Overwhelmed with grief and confusion, I realized that I would never be able to comprehend the circumstances that led a man who lived the horrors of slavery – twice – to inflict that same horror on others. He sent enslaved Nigerians to Brazil – the same country where he had been enslaved. The details deepened the wound. I learned that he once exchanged 40 people for an umbrella – an umbrella that was used only as a sign of social status. I saw the tiny mirror that he received in exchange for 20 people and asked myself – is seeing your reflection worth more than attempting to rid 20 people of theirs?
I carried my unanswered questions with me on a boat to Gberefu Island. I walked to a well where it is believed that enslaved people were forced to drink a liquid that temporarily made them forget their identities. Alongside the well, there is a burial ground for those who refused this command.
Those who survived were taken to “the point of no return” where they were forced into ships – a point where most survivors took their last glimpse of Africa.
I retraced the footsteps of over 550,000 people who were sold into slavery. Each step felt like a funeral.
History – Past & Present
I carried this sadness with me to the Bring Back Our Girls Lagos chapter’s weekly meeting. I learned about the 112 schoolgirls that are still missing. I also learned that this group had met every weekend since the girls were kidnapped in April 2014, with some members traveling hours to be there. I heard them share heartfelt comments on their efforts and the obstacles they have faced over the past four years. As they spoke, I reflected on the global momentum around the movement in 2014 and how that energy has dwindled today. Still, I looked at this multigenerational group who have remained dedicated to this cause and saw several candles amidst the darkness.
I carried these heavy feelings with me to the Osun-Osogbo Sacred Grove – the home of the orisa (spirit) Osun. The area is populated with shrines and statues that are connected by winding paths and water. While standing in the grove, I felt a deep sense of peace. I was both alone and surrounded. It is rare for me, as a Black woman, to be able to stand in a seemingly empty space and feel secure – comforted by a presence unseen, but undeniable. I walked every path in the forest until I circled back to the beginning, feeling baptized.
Truthfully, my time in Nigeria was a continuous baptism. All of my most significant experiences revolved around water. Climbing Olumo Rock, an enormous outcrop of granite rocks in Abeokuta (my paternal hometown), felt like an ascent to my ancestral plane. Olumo has a dual-meaning “God molded” and “God put an end to our suffering.” In 1830, Olumo Rock served as a refuge for Egba people who were fleeing from war. After they consulted the Ifa Oracle, they believed that this rock was their safe haven, which gave them the confidence to live under this rock for three years. The city “Abeokuta” literally means “under the rock.”

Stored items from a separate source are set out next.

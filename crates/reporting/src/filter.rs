use augur_atom::Atom;
use augur_atom::AtomSet;

use crate::issue::Category;
use crate::issue::IssueInstance;
use crate::issue::Severity;

/// A composable predicate over issue instances.
///
/// An instance is emitted only when every filter in the active chain
/// supports it.
pub trait IssueFilter {
    fn supports(&self, instance: &IssueInstance) -> bool;
}

/// Passes issues at or above a minimum severity.
#[derive(Debug, Clone, Copy)]
pub struct MinimumSeverityFilter {
    minimum: Severity,
}

impl MinimumSeverityFilter {
    #[must_use]
    pub fn new(minimum: Severity) -> Self {
        Self { minimum }
    }
}

impl IssueFilter for MinimumSeverityFilter {
    fn supports(&self, instance: &IssueInstance) -> bool {
        instance.kind.severity() >= self.minimum
    }
}

/// Passes issues whose category intersects a mask.
#[derive(Debug, Clone, Copy)]
pub struct CategoryIssueFilter {
    mask: Category,
}

impl CategoryIssueFilter {
    #[must_use]
    pub fn new(mask: Category) -> Self {
        Self { mask }
    }
}

impl IssueFilter for CategoryIssueFilter {
    fn supports(&self, instance: &IssueInstance) -> bool {
        self.mask.intersects(instance.kind.category())
    }
}

/// Passes issues from a fixed set of files.
#[derive(Debug, Clone)]
pub struct FileIssueFilter {
    files: AtomSet,
}

impl FileIssueFilter {
    #[must_use]
    pub fn new(files: impl IntoIterator<Item = Atom>) -> Self {
        Self { files: files.into_iter().collect() }
    }
}

impl IssueFilter for FileIssueFilter {
    fn supports(&self, instance: &IssueInstance) -> bool {
        self.files.contains(&instance.file)
    }
}

/// Rejects issue types on a global suppress list.
#[derive(Debug, Clone, Default)]
pub struct SuppressionIssueFilter {
    suppressed: Vec<String>,
}

impl SuppressionIssueFilter {
    #[must_use]
    pub fn new(suppressed: Vec<String>) -> Self {
        Self { suppressed }
    }
}

impl IssueFilter for SuppressionIssueFilter {
    fn supports(&self, instance: &IssueInstance) -> bool {
        !self.suppressed.iter().any(|name| name == instance.kind.name())
    }
}

/// Passes only whitelisted issue types.
///
/// An empty whitelist passes everything; the whitelist mechanism is opt-in.
#[derive(Debug, Clone, Default)]
pub struct WhitelistIssueFilter {
    whitelisted: Vec<String>,
}

impl WhitelistIssueFilter {
    #[must_use]
    pub fn new(whitelisted: Vec<String>) -> Self {
        Self { whitelisted }
    }
}

impl IssueFilter for WhitelistIssueFilter {
    fn supports(&self, instance: &IssueInstance) -> bool {
        self.whitelisted.is_empty() || self.whitelisted.iter().any(|name| name == instance.kind.name())
    }
}

/// A conjunction of filters.
#[derive(Default)]
pub struct ChainedIssueFilter {
    filters: Vec<Box<dyn IssueFilter + Send + Sync>>,
}

impl ChainedIssueFilter {
    #[must_use]
    pub fn new() -> Self {
        Self { filters: Vec::new() }
    }

    #[must_use]
    pub fn with(mut self, filter: impl IssueFilter + Send + Sync + 'static) -> Self {
        self.filters.push(Box::new(filter));
        self
    }
}

impl IssueFilter for ChainedIssueFilter {
    fn supports(&self, instance: &IssueInstance) -> bool {
        self.filters.iter().all(|filter| filter.supports(instance))
    }
}

#[cfg(test)]
mod tests {
    use augur_atom::atom;

    use crate::issue::IssueKind;

    use super::*;

    fn instance(kind: IssueKind) -> IssueInstance {
        IssueInstance::new(kind, atom("a.php"), 1, vec![])
    }

    #[test]
    fn test_minimum_severity_filter() {
        let filter = MinimumSeverityFilter::new(Severity::Normal);

        assert!(filter.supports(&instance(IssueKind::UndeclaredClass)));
        assert!(!filter.supports(&instance(IssueKind::NoopVariable)));
    }

    #[test]
    fn test_category_filter() {
        let filter = CategoryIssueFilter::new(Category::UNDEFINED | Category::TYPE);

        assert!(filter.supports(&instance(IssueKind::UndeclaredClass)));
        assert!(!filter.supports(&instance(IssueKind::ParamTooFewInternal)));
    }

    #[test]
    fn test_whitelist_passes_everything_when_empty() {
        let filter = WhitelistIssueFilter::default();

        assert!(filter.supports(&instance(IssueKind::NoopArray)));
    }

    #[test]
    fn test_chained_filter_is_a_conjunction() {
        let chain = ChainedIssueFilter::new()
            .with(MinimumSeverityFilter::new(Severity::Normal))
            .with(SuppressionIssueFilter::new(vec!["UndeclaredClass".to_string()]));

        assert!(!chain.supports(&instance(IssueKind::UndeclaredClass)));
        assert!(chain.supports(&instance(IssueKind::UndeclaredFunction)));
    }
}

People still live under the rock to this day – including Iya Orisa who claims to be 133 years old. There are shrines and sacrifices given to the orisa of the rock. People still climb the rock to touch its holy water.
I also bathed in the sacred waters of the Olumirin waterfall in Erin Ijesha. These waterfalls were discovered in 1140 AD by migrants from Ile-Ife who walked for seventeen days in the hope of finding a new home. At first, they were fearful of the waterfall but when they learned that it was a manifestation of God, they immediately settled and began to worship.
My encounters with the Yoruba religion were important given the new course of my spiritual journey. It has been a time of questioning. I am in the process of distinguishing between my beliefs as an adult and the beliefs I inherited as a child. While there is some overlap, there are also critical differences. The journey has been a project in understanding my own concept of God.
As I have been contemplating these deep questions, I have been increasingly drawn to the Yoruba religion. As a child, the images that I saw of the Yoruba religion centered on demonic possession, curses and blood sacrifices. I was ignorant of how Yoruba spirituality is woven into the fabric of my homeland and that by understanding the beliefs of my ancestors, I can develop a better understanding of myself. In Nigeria, I was drawn to the power that I saw devotees of Yoruba religion embody. Seeing them masterfully handle fire, water, and air made me believe that I am also in possession of such magic. The magic of heightened intuition, the magic of healing, the magic of summoning. Weapons against daily acts of violence. Weapons that I was born with. Weapons that have been waiting to be discovered.
Beyond the parts of my trip that were overtly educational, I also went out and enjoyed myself. I went to Fela’s New Africa Shrine twice, I watched the World Cup with a bar full of passionate Nigerians, and I went out to lounges that made me feel like a big spender, but in actuality, I was spending the equivalent of $5.
I scouted out natural hair salons and had fantastic experiences at Lumo Naturals (Abuja) and Jenniks Salon (Abuja). I observed the art of gele tying and wore mine like a crown.
But more than anything, I valued having one-on-one conversations with various people. From interactions with my auntie who taught me how to pound yam in Ilorin, to discussions with my host-brother in Ibadan about his impressions of America, to hearing about the struggles that propelled people to leave Nigeria and the love that encourages people to stay.
There were days where we had no electricity. I sat in darkness and had conversations with myself. I thought about my status as the children of migrants and what it meant to occupy a liminal place between being Nigerian, British and American. I thought about the different ways that people in Nigeria may perceive me, and I thought about how I see myself. In my case, I have dealt with the emotions of not feeling “Nigerian-enough,” which led me to sometimes feel that I needed to prove my “Nigerian-ness.” In the end, I stopped considering external perceptions and I chose to see myself with my own eyes. I recalled the words of Audre Lorde who said:
If I didn’t define myself for myself, I would be crunched into other people’s fantasies for me and eaten alive.
One of the best decisions that I made on this trip was to define myself, for myself.